▶ _Exercise requirements_
Find every line below with the string "PowerPair" and pick it out.

------ Available records ------

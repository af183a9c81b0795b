use std::path::PathBuf;

use reqwest::StatusCode;
use thiserror::Error;

/// Coarse classification of every failure the roulette can report.
#[derive(Debug, Clone, Copy, PartialEq, Eq)]
pub enum ErrorKind {
    Configuration,
    Transport,
    DataShape,
    Selection,
    Unknown,
}

impl ErrorKind {
    /// Process exit code used by the binary for this kind of failure.
    pub fn exit_code(self) -> u8 {
        match self {
            ErrorKind::Unknown => 1,
            ErrorKind::Configuration => 2,
            ErrorKind::Transport => 3,
            ErrorKind::DataShape => 4,
            ErrorKind::Selection => 5,
        }
    }
}

#[derive(Error, Debug)]
pub enum ConfigError {
    #[error("environment variable {0} is not set")]
    EnvVarMissing(String),

    #[error("environment variable {0} is empty")]
    EnvVarEmpty(String),

    #[error("environment variable {0} is not valid unicode")]
    EnvVarNotUnicode(String),

    #[error("token file {} does not exist", .0.display())]
    FileMissing(PathBuf),

    #[error("could not read token file {}: {source}", path.display())]
    FileUnreadable {
        path: PathBuf,
        source: std::io::Error,
    },

    #[error("key {key} not found in {}", path.display())]
    KeyMissing { key: String, path: PathBuf },

    #[error("key {key} in {} has an empty value", path.display())]
    KeyEmpty { key: String, path: PathBuf },
}

#[derive(Error, Debug)]
pub enum RouletteError {
    #[error("GitHub token is not available: {0}")]
    Configuration(#[from] ConfigError),

    #[error("An error occurred while fetching data from GitHub: {0}")]
    Network(#[from] reqwest::Error),

    #[error("An error occurred while fetching data from GitHub: {status}{detail}")]
    Status { status: StatusCode, detail: String },

    #[error("Unexpected data format in GitHub response: {0}")]
    DataShape(String),

    #[error("Could not pick a repository: {0}")]
    Selection(String),

    #[error("Could not write output: {0}")]
    Output(#[from] std::io::Error),

    /// Failures outside the request/response path, such as an HTTP client
    /// that cannot be built from the given settings.
    #[error("An unexpected error occurred: {0}")]
    Unknown(String),
}

impl RouletteError {
    pub fn kind(&self) -> ErrorKind {
        match self {
            RouletteError::Configuration(_) => ErrorKind::Configuration,
            RouletteError::Network(_) | RouletteError::Status { .. } => ErrorKind::Transport,
            RouletteError::DataShape(_) => ErrorKind::DataShape,
            RouletteError::Selection(_) => ErrorKind::Selection,
            RouletteError::Output(_) | RouletteError::Unknown(_) => ErrorKind::Unknown,
        }
    }

    pub fn exit_code(&self) -> u8 {
        self.kind().exit_code()
    }
}

pub type Result<T> = std::result::Result<T, RouletteError>;
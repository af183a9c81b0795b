use std::env::{self, VarError};
use std::fmt;
use std::fs;
use std::io;
use std::path::{Path, PathBuf};

use tracing::{debug, warn};

use crate::error::ConfigError;

pub const DEFAULT_TOKEN_KEY: &str = "GITHUB_TOKEN";
pub const DEFAULT_ENV_FILE: &str = ".env";

/// GitHub access token. Never printed through `Debug`.
#[derive(Clone, PartialEq, Eq)]
pub struct Token(String);

impl Token {
    pub fn new(value: impl Into<String>) -> Self {
        Token(value.into())
    }

    pub fn as_str(&self) -> &str {
        &self.0
    }
}

impl fmt::Debug for Token {
    fn fmt(&self, f: &mut fmt::Formatter<'_>) -> fmt::Result {
        f.write_str("Token(***)")
    }
}

/// Where the token for a run comes from.
#[derive(Debug, Clone)]
pub enum TokenSource {
    /// Value given directly, e.g. on the command line.
    Explicit(Token),
    /// A process environment variable.
    Env { var: String },
    /// A local file of `KEY=VALUE` lines, such as `.env`.
    File { path: PathBuf, key: String },
}

impl TokenSource {
    /// Obtain the token, or report why it is unavailable.
    pub fn load(&self) -> Result<Token, ConfigError> {
        match self {
            TokenSource::Explicit(token) => Ok(token.clone()),
            TokenSource::Env { var } => token_from_env(var),
            TokenSource::File { path, key } => token_from_file(path, key),
        }
    }
}

fn token_from_env(var: &str) -> Result<Token, ConfigError> {
    match env::var(var) {
        Ok(value) if value.trim().is_empty() => Err(ConfigError::EnvVarEmpty(var.to_string())),
        Ok(value) => {
            debug!("Read GitHub token from environment variable {}", var);
            Ok(Token::new(value.trim()))
        }
        Err(VarError::NotPresent) => Err(ConfigError::EnvVarMissing(var.to_string())),
        Err(VarError::NotUnicode(_)) => Err(ConfigError::EnvVarNotUnicode(var.to_string())),
    }
}

fn token_from_file(path: &Path, key: &str) -> Result<Token, ConfigError> {
    let contents = match fs::read_to_string(path) {
        Ok(contents) => contents,
        Err(e) if e.kind() == io::ErrorKind::NotFound => {
            return Err(ConfigError::FileMissing(path.to_path_buf()));
        }
        Err(source) => {
            return Err(ConfigError::FileUnreadable {
                path: path.to_path_buf(),
                source,
            });
        }
    };

    match find_key(&contents, key) {
        Some(value) if value.is_empty() => Err(ConfigError::KeyEmpty {
            key: key.to_string(),
            path: path.to_path_buf(),
        }),
        Some(value) => {
            debug!("Read GitHub token from {}", path.display());
            Ok(Token::new(value))
        }
        None => Err(ConfigError::KeyMissing {
            key: key.to_string(),
            path: path.to_path_buf(),
        }),
    }
}

/// Returns the value of the first `KEY=VALUE` line whose key is `key`.
///
/// The line is split on its first `=` and both halves are trimmed. The value
/// is taken verbatim: no quoting, escaping or `$VAR` expansion.
fn find_key<'a>(contents: &'a str, key: &str) -> Option<&'a str> {
    for line in contents.lines() {
        let line = line.trim();
        // Blank lines and comments
        if line.is_empty() || line.starts_with('#') {
            continue;
        }

        match line.split_once('=') {
            Some((name, value)) if name.trim() == key => return Some(value.trim()),
            Some(_) => {}
            None => warn!("Skipping token file line without '='"),
        }
    }
    None
}

#[cfg(test)]
mod tests {
    use super::*;

    fn parse<'a>(contents: &'a str, key: &str) -> Option<&'a str> {
        find_key(contents, key)
    }

    #[test]
    fn finds_key_among_other_entries() {
        let contents = "# tokens\nOTHER=1\nGITHUB_TOKEN=abc123\n";
        assert_eq!(parse(contents, "GITHUB_TOKEN"), Some("abc123"));
    }

    #[test]
    fn splits_on_first_equals_only() {
        let contents = "GITHUB_TOKEN=ab=cd\n";
        assert_eq!(parse(contents, "GITHUB_TOKEN"), Some("ab=cd"));
    }

    #[test]
    fn trims_surrounding_whitespace() {
        let contents = "GITHUB_TOKEN = abc123  \n";
        assert_eq!(parse(contents, "GITHUB_TOKEN"), Some("abc123"));
    }

    #[test]
    fn longer_key_with_same_prefix_does_not_match() {
        let contents = "GITHUB_TOKEN_OLD=stale\n";
        assert_eq!(parse(contents, "GITHUB_TOKEN"), None);
    }

    #[test]
    fn missing_key_yields_none() {
        assert_eq!(parse("FOO=bar\n", "GITHUB_TOKEN"), None);
    }

    #[test]
    fn value_is_taken_verbatim() {
        assert_eq!(parse("GITHUB_TOKEN=ab$HOME\n", "GITHUB_TOKEN"), Some("ab$HOME"));
        assert_eq!(parse("GITHUB_TOKEN=ab$cd\n", "GITHUB_TOKEN"), Some("ab$cd"));
        assert_eq!(parse("GITHUB_TOKEN=ab cd\n", "GITHUB_TOKEN"), Some("ab cd"));
        assert_eq!(parse("GITHUB_TOKEN=ab\\cd\n", "GITHUB_TOKEN"), Some("ab\\cd"));
    }

    #[test]
    fn comments_and_lines_without_equals_are_skipped() {
        let contents = "\n# GITHUB_TOKEN=commented\nnot a pair\nGITHUB_TOKEN=abc123\n";
        assert_eq!(parse(contents, "GITHUB_TOKEN"), Some("abc123"));
    }

    #[test]
    fn token_debug_is_redacted() {
        let token = Token::new("abc123");
        assert_eq!(format!("{:?}", token), "Token(***)");
        assert_eq!(token.as_str(), "abc123");
    }
}
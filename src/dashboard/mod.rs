pub mod display;
pub mod poller;
pub mod service;

pub use display::{CurrentValues, DashboardSnapshot, DisplayState, EnergyPanel, Ticket};
pub use poller::{spawn_current_poller, PollerHandle};
pub use service::{latest_point, DashboardService, PanelData, PanelRequest};
use super::display::{CurrentValues, DashboardSnapshot, DisplayState, EnergyPanel};
use crate::config::Config;
use crate::error::{AppError, Result};
use crate::models::{
    PowerPair, PowerRoles, RawReading, SensorCatalog, SensorKind, SensorSample, SensorSelection,
    SeriesPoint,
};
use crate::repositories::ReadingSource;
use crate::series::{aggregate, merge_samples, reconcile, QueryWindow, ReconcilePolicy, TimeRange};
use chrono::{DateTime, Utc};
use futures::future::try_join_all;
use std::collections::BTreeMap;
use std::sync::Arc;
use tracing::{debug, error, info};

/// What to load for one chart panel.
#[derive(Debug, Clone, PartialEq)]
pub enum PanelRequest {
    Power(PowerPair),
    Samples {
        kind: SensorKind,
        sensors: Vec<String>,
    },
}

/// The loaded data for one chart panel.
#[derive(Debug, Clone, PartialEq)]
pub enum PanelData {
    Energy(EnergyPanel),
    Samples {
        kind: SensorKind,
        samples: Vec<SensorSample>,
    },
}

pub struct DashboardService {
    source: Arc<dyn ReadingSource>,
    catalog: SensorCatalog,
    roles: PowerRoles,
    policy: ReconcilePolicy,
    display: DisplayState,
}

impl DashboardService {
    pub fn new(
        source: Arc<dyn ReadingSource>,
        catalog: SensorCatalog,
        roles: PowerRoles,
        policy: ReconcilePolicy,
    ) -> Self {
        Self {
            source,
            catalog,
            roles,
            policy,
            display: DisplayState::new(),
        }
    }

    pub fn from_config(source: Arc<dyn ReadingSource>, cfg: &Config) -> Self {
        Self::new(
            source,
            cfg.sensors.catalog.clone(),
            cfg.sensors.power.clone(),
            cfg.dashboard.policy,
        )
    }

    pub fn catalog(&self) -> &SensorCatalog {
        &self.catalog
    }

    pub fn roles(&self) -> &PowerRoles {
        &self.roles
    }

    pub fn display(&self) -> &DisplayState {
        &self.display
    }

    /// Turns a selection into panel requests. A non-empty power selection
    /// must name two distinct sensors.
    pub fn requests_for(&self, selection: &SensorSelection) -> Result<Vec<PanelRequest>> {
        let mut requests = Vec::new();
        for kind in SensorKind::ALL {
            let sensors = selection.get(kind);
            if sensors.is_empty() {
                continue;
            }
            requests.push(match kind {
                SensorKind::Power => {
                    PanelRequest::Power(PowerPair::from_selection(sensors, &self.roles)?)
                }
                _ => PanelRequest::Samples {
                    kind,
                    sensors: sensors.to_vec(),
                },
            });
        }
        Ok(requests)
    }

    pub async fn load_panel(&self, request: &PanelRequest, window: QueryWindow) -> Result<PanelData> {
        match request {
            PanelRequest::Power(pair) => Ok(PanelData::Energy(self.load_energy(pair, window).await?)),
            PanelRequest::Samples { kind, sensors } => Ok(PanelData::Samples {
                kind: *kind,
                samples: self.load_samples(sensors, window).await?,
            }),
        }
    }

    /// Fetches both power streams, reconciles them and computes statistics.
    /// Current values come from the last polled reading of the same pair.
    pub async fn load_energy(&self, pair: &PowerPair, window: QueryWindow) -> Result<EnergyPanel> {
        if pair.production == pair.consumption {
            return Err(AppError::Configuration(
                "production and consumption must be different sensors".into(),
            ));
        }
        let (production, consumption) = futures::try_join!(
            self.source
                .fetch_readings(&pair.production, window.start, window.end),
            self.source
                .fetch_readings(&pair.consumption, window.start, window.end),
        )?;

        let series = reconcile(&production, &consumption, self.policy)?;
        let current = self
            .display
            .current()
            .await
            .filter(|c| &c.pair == pair)
            .map(|c| c.point);
        let statistics = aggregate(&series, current.as_ref());

        debug!(
            production = %pair.production,
            consumption = %pair.consumption,
            points = series.len(),
            "loaded energy panel"
        );
        Ok(EnergyPanel {
            pair: pair.clone(),
            series,
            statistics,
        })
    }

    /// Fetches every sensor concurrently and merges them into one ordered list.
    pub async fn load_samples(
        &self,
        sensors: &[String],
        window: QueryWindow,
    ) -> Result<Vec<SensorSample>> {
        let fetched = try_join_all(sensors.iter().map(|id| async move {
            let readings = self
                .source
                .fetch_readings(id, window.start, window.end)
                .await?;
            Ok::<_, AppError>((id.clone(), readings))
        }))
        .await?;

        let mut per_sensor = BTreeMap::new();
        for (id, readings) in fetched {
            let samples = readings
                .iter()
                .map(SensorSample::try_from)
                .collect::<Result<Vec<_>>>()?;
            per_sensor.insert(id, samples);
        }
        Ok(merge_samples(&per_sensor))
    }

    /// Runs a full fetch cycle and commits it unless a newer cycle started meanwhile.
    ///
    /// On failure the previously committed snapshot is left in place and the
    /// error is recorded and returned unchanged.
    pub async fn refresh(
        &self,
        selection: &SensorSelection,
        range: &str,
        now: DateTime<Utc>,
    ) -> Result<DashboardSnapshot> {
        let ticket = self.display.begin_snapshot();
        match self.build_snapshot(selection, range, now).await {
            Ok(snapshot) => {
                if self.display.commit_snapshot(ticket, snapshot.clone()).await {
                    info!(
                        generation = ticket.generation(),
                        range = %snapshot.range,
                        "dashboard refreshed"
                    );
                }
                Ok(snapshot)
            }
            Err(e) => {
                error!(generation = ticket.generation(), error = %e, "dashboard refresh failed");
                self.display.record_error(ticket, e.to_string()).await;
                Err(e)
            }
        }
    }

    async fn build_snapshot(
        &self,
        selection: &SensorSelection,
        range: &str,
        now: DateTime<Utc>,
    ) -> Result<DashboardSnapshot> {
        let range = TimeRange::parse_lenient(range);
        let window = range.window(now);
        let requests = self.requests_for(selection)?;

        let panels = try_join_all(requests.iter().map(|r| self.load_panel(r, window))).await?;

        let mut energy = None;
        let mut samples = BTreeMap::new();
        for panel in panels {
            match panel {
                PanelData::Energy(panel) => energy = Some(panel),
                PanelData::Samples { kind, samples: s } => {
                    samples.insert(kind, s);
                }
            }
        }

        Ok(DashboardSnapshot {
            range,
            window,
            energy,
            samples,
            loaded_at: now,
        })
    }

    /// Fetches the latest reading of each sensor of the pair and stores it as
    /// the current values. `None` when either sensor has never reported.
    pub async fn refresh_current(&self, pair: &PowerPair) -> Result<Option<SeriesPoint>> {
        let ticket = self.display.begin_current();
        let latest = self
            .source
            .fetch_latest_pair(&pair.production, &pair.consumption)
            .await?;
        let Some((production, consumption)) = latest else {
            debug!(
                production = %pair.production,
                consumption = %pair.consumption,
                "no latest readings yet"
            );
            return Ok(None);
        };

        let point = latest_point(&production, &consumption)?;
        self.display
            .commit_current(
                ticket,
                CurrentValues {
                    pair: pair.clone(),
                    point: point.clone(),
                },
            )
            .await;
        Ok(Some(point))
    }

    pub async fn available_power_sensors(&self) -> Result<Vec<String>> {
        Ok(self.source.list_entities("W").await?)
    }
}

/// The most recent production/consumption pair as one point, stamped with
/// the newer of the two readings.
pub fn latest_point(production: &RawReading, consumption: &RawReading) -> Result<SeriesPoint> {
    let unit = [&production.unit, &consumption.unit]
        .into_iter()
        .find(|u| !u.is_empty())
        .cloned()
        .unwrap_or_else(|| "W".to_string());
    Ok(SeriesPoint {
        timestamp: production.timestamp.max(consumption.timestamp),
        production: production.value()?.abs(),
        consumption: consumption.value()?.abs(),
        unit,
    })
}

------

▶ _Answer box_
    PowerPair, PowerRoles, RawReading, SensorCatalog, SensorKind, SensorSample, SensorSelection,
    Power(PowerPair),
                    PanelRequest::Power(PowerPair::from_selection(sensors, &self.roles)?)
    pub async fn load_energy(&self, pair: &PowerPair, window: QueryWindow) -> Result<EnergyPanel> {
    pub async fn refresh_current(&self, pair: &PowerPair) -> Result<Option<SeriesPoint>> {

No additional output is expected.